> ABOUT THIS TASK:
Within the records below, how many lines contain "root"? The answer is that number alone.

> PROVIDED RECORDS:
=====

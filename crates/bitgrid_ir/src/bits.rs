//! Bit provenance: where each bit of a signal ultimately comes from.
//!
//! Slices, concatenations, buffers, and bitcasts only move bits around, so
//! every bit of every signal in this IR is either a bit of an input port or a
//! constant bit. Two values with equal provenance are interchangeable, which
//! is how lowered arrays are compared bit-exactly.

use crate::arena::Arena;
use crate::cell::{Cell, CellKind};
use crate::ids::{CellId, SignalId};
use crate::signal::Signal;
use crate::types::TypeDb;
use bitgrid_common::Logic;
use serde::{Deserialize, Serialize};
use std::collections::HashMap;

/// The origin of one bit.
#[derive(Debug, Clone, Copy, PartialEq, Eq, Hash, Serialize, Deserialize)]
pub enum BitSource {
    /// Bit `bit` of an undriven signal (an input port).
    Input {
        /// The port's backing signal.
        signal: SignalId,
        /// Bit index, LSB = 0.
        bit: u32,
    },
    /// A constant bit.
    Const(Logic),
}

pub(crate) fn resolve_signal(
    root: SignalId,
    signals: &Arena<SignalId, Signal>,
    cells: &Arena<CellId, Cell>,
    types: &TypeDb,
    drivers: &HashMap<SignalId, CellId>,
    memo: &mut HashMap<SignalId, Vec<BitSource>>,
) -> Vec<BitSource> {
    if let Some(bits) = memo.get(&root) {
        return bits.clone();
    }
    let width = types.bit_width(signals[root].ty);
    let bits = match drivers.get(&root).map(|c| &cells[*c]) {
        None => (0..width)
            .map(|bit| BitSource::Input { signal: root, bit })
            .collect(),
        Some(cell) => {
            let mut resolve = |sig| resolve_signal(sig, signals, cells, types, drivers, memo);
            match &cell.kind {
                CellKind::Const { value } => value.bits().map(BitSource::Const).collect(),
                CellKind::Slice { offset, width } => {
                    let src: Vec<BitSource> = cell.inputs().flat_map(&mut resolve).collect();
                    src[*offset as usize..(*offset + *width) as usize].to_vec()
                }
                // Inputs are MSB-first, so the last one supplies bit 0.
                CellKind::Concat => {
                    let inputs: Vec<SignalId> = cell.inputs().collect();
                    inputs.into_iter().rev().flat_map(&mut resolve).collect()
                }
                CellKind::Buf | CellKind::Bitcast => cell.inputs().flat_map(&mut resolve).collect(),
            }
        }
    };
    memo.insert(root, bits.clone());
    bits
}

#[cfg(test)]
mod tests {
    use crate::builder::ModuleBuilder;
    use crate::BitSource;
    use bitgrid_common::{Interner, Logic, LogicVec};

    #[test]
    fn concat_of_slices_swaps_halves() {
        let interner = Interner::new();
        let mut b = ModuleBuilder::new("m", &interner);
        let ty = b.types.bits(4);
        let a = b.input("a", ty);
        let lo = b.slice(a, 0, 2).unwrap();
        let hi = b.slice(a, 2, 2).unwrap();
        // lo becomes the upper half.
        let swapped = b.concat(&[lo, hi]).unwrap();
        let bits = b.resolve_bits(swapped);
        let idx: Vec<u32> = bits
            .iter()
            .map(|s| match s {
                BitSource::Input { bit, .. } => *bit,
                BitSource::Const(_) => unreachable!(),
            })
            .collect();
        assert_eq!(idx, vec![2, 3, 0, 1]);
    }

    #[test]
    fn constants_mix_with_inputs() {
        let interner = Interner::new();
        let mut b = ModuleBuilder::new("m", &interner);
        let ty = b.types.bits(1);
        let a = b.input("a", ty);
        let one = b.constant(LogicVec::from_bool(true)).unwrap();
        let c = b.concat(&[one, a]).unwrap();
        assert_eq!(
            b.resolve_bits(c),
            vec![
                BitSource::Input {
                    signal: a.signal,
                    bit: 0
                },
                BitSource::Const(Logic::One)
            ]
        );
    }

    #[test]
    fn bitcast_is_transparent() {
        let interner = Interner::new();
        let mut b = ModuleBuilder::new("m", &interner);
        let i8_ty = b.types.bits(8);
        let i2 = b.types.bits(2);
        let arr = b.types.array(i2, &[4]);
        let a = b.input("a", i8_ty);
        let cast = b.bitcast(a, arr).unwrap();
        assert_eq!(b.resolve_bits(cast), b.resolve_bits(a));
    }
}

=====

> RESPONSE BELOW:
6